Em meio à frota deficiente de refrigeração e envelhecida, o passageiro de ônibus do Grande Recife poderá pagar até R$ 0,20 mais caro na passagem em 2026

Nicolle Gomes

Publicado: 14/01/2026 às 13:22

O valor do bilhete único, usado por 99% dos passageiros do Grande Recife, pode chegar a R$ 4,50 em 2026/Fotos: Priscilla Melo/Arquivo DP

O valor do bilhete único, usado por 99% dos passageiros do Grande Recife, pode chegar a R$ 4,50 em 2026 (Fotos: Priscilla Melo/Arquivo DP)

Em meio à expectativa do aumento da passagem de ônibus no Grande Recife, uma realidade se mantém: a precariedade do transporte público. Cerca de 1,3 milhão de passageiros dos coletivos deverão, em breve, pagar mais, para continuar usando ônibus sem refrigeração e velhos.

Com o reajuste proposto pelo governo, o bilhete único, usado por 99% dos passageiros do Grande Recife, pode chegar a R$ 4,50. A proposta leva em conta o índice de inflação acumulado entre novembro de 2024 e dezembro de 2025, e pode configurar um aumento de até 4,5%.

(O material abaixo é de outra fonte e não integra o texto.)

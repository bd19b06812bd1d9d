//! Minimum required wall thickness from the thin-wall pressure relation.
//!
//! `tmin = P * D / (2 * S * E - P)`
//!
//! with P design pressure (MPa), D internal diameter (mm), S allowable stress
//! (MPa) and E weld joint efficiency, in mm. [`derive_min_thickness`] rounds
//! to three decimals to match stored thickness fields; the damage calculators
//! work from [`thin_wall_min_thickness`] so a small but valid requirement is
//! never rounded down to zero.

use crate::errors::CalcError;

const DISPLAY_DECIMALS: f64 = 1000.0;

/// Minimum thickness rounded for display and storage.
pub fn derive_min_thickness(
    design_pressure_mpa: f64,
    allowable_stress_mpa: f64,
    weld_efficiency: f64,
    internal_diameter_mm: f64,
) -> Result<f64, CalcError> {
    thin_wall_min_thickness(
        design_pressure_mpa,
        allowable_stress_mpa,
        weld_efficiency,
        internal_diameter_mm,
    )
    .map(round_thickness)
}

/// Unrounded minimum thickness, validated the same way.
pub fn thin_wall_min_thickness(
    design_pressure_mpa: f64,
    allowable_stress_mpa: f64,
    weld_efficiency: f64,
    internal_diameter_mm: f64,
) -> Result<f64, CalcError> {
    let inputs = [
        ("design_pressure", design_pressure_mpa),
        ("allowable_stress", allowable_stress_mpa),
        ("weld_efficiency", weld_efficiency),
        ("internal_diameter", internal_diameter_mm),
    ];
    if let Some((name, value)) = inputs.iter().find(|(_, v)| !v.is_finite() || *v <= 0.0) {
        return Err(CalcError::geometry(format!(
            "{} must be a positive number, got {}",
            name, value
        )));
    }
    if weld_efficiency > 1.0 {
        return Err(CalcError::geometry(format!(
            "weld_efficiency must be in (0, 1], got {}",
            weld_efficiency
        )));
    }

    let denominator = 2.0 * allowable_stress_mpa * weld_efficiency - design_pressure_mpa;
    if denominator <= 0.0 {
        return Err(CalcError::geometry(format!(
            "2*S*E ({:.3}) must exceed design pressure ({:.3})",
            2.0 * allowable_stress_mpa * weld_efficiency,
            design_pressure_mpa
        )));
    }

    Ok(design_pressure_mpa * internal_diameter_mm / denominator)
}

pub fn round_thickness(value: f64) -> f64 {
    (value * DISPLAY_DECIMALS).round() / DISPLAY_DECIMALS
}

Apesar do aumento, que deve ser confirmado na quinta (15), em reunião do Conselho Superior de Transporte Metropolitano (CSTM), o sistema é alvo de questionamentos do Ministério Público de Pernambuco (MPPE).

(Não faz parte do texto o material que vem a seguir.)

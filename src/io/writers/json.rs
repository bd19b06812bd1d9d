use super::{AssessmentReport, OutputWriter};
use std::io::Write;

pub struct JsonWriter<W: Write> {
    writer: W,
}

impl<W: Write> JsonWriter<W> {
    pub fn new(writer: W) -> Self {
        Self { writer }
    }
}

impl<W: Write> OutputWriter for JsonWriter<W> {
    fn write_report(&mut self, report: &AssessmentReport) -> anyhow::Result<()> {
        let json = serde_json::to_string_pretty(report)?;
        self.writer.write_all(json.as_bytes())?;
        writeln!(self.writer)?;
        self.writer.flush()?;
        Ok(())
    }
}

Segundo o órgão, a frota está em "quadro crítico". Em novembro do ano passado, um levantamento do MPPE apontou que a continuidade da deterioração dos veículos pode elevar para 70% o número de coletivos que estarão fora da vida útil até o fim deste ano.

O Grande Recife Consórcio, gestor do sistema, informa que mais de 83% dos ônibus da Região Metropolitana do Recife (RMR) não têm ar-condicionado. Dos atuais 2.462 ônibus em circulação, apenas 401 contam com refrigeração.

Além disso, 41,8% dos coletivos estão fora da vida útil, com mais de sete anos em operação, tempo máximo de operação de ônibus convencionais, segundo a gestão do sistema. Atualmente, a média de idade dos veículos da frota da RMR é de 6,20 anos. Todos os dados são do Grande Recife Consórcio.

Recomendação

O Ministério Público de Pernambuco (MPPE) recomendou, no último mês de novembro, que o Grande Recife Consórcio de Transporte tomasse providências urgentes para reverter a situação dos ônibus. 

Na ocasião, o órgão cobrou a retirada da frota antiga de circulação em Jaboatão dos Guararapes, no Grande Recife, além da adoção de medidas para renovação dos veículos na Região Metropolitana da Capital.

Dados

Segundo o MPPE, dados recebidos pelo órgão apontam que um em cada três ônibus da RMR circula acima do limite de vida útil definido em lei, chegando a mais de 50% em algumas empresas.

A situação, de acordo com a pasta, viola diretrizes de segurança e manutenção. A renovação, conforme as regulamentações, deveria ser feitas com veículos acima de 8 anos (convencionais) e 10 anos (articulados/BRTs).

Algumas empresas chegam a ter mais de 50% dos veículos circulando com a frota envelhecida. O MPPE destacou a Caxangá, com 59,70%; a Metropolitana, com 57,35%; e a Viação Mirim, com 56,52%.

Essa conduta “compromete a segurança, a continuidade e a eficiência do serviço público essencial”, apontou o MPPE na expedição.

O Promotor de Justiça responsável pela recomendação, Leonardo Brito Caribé, ponderou, ainda, que a falta de renovação torna o sistema vulnerável a falhas graves e ao risco de novas interrupções semelhantes ao encerramento das atividades da Empresa Vera Cruz.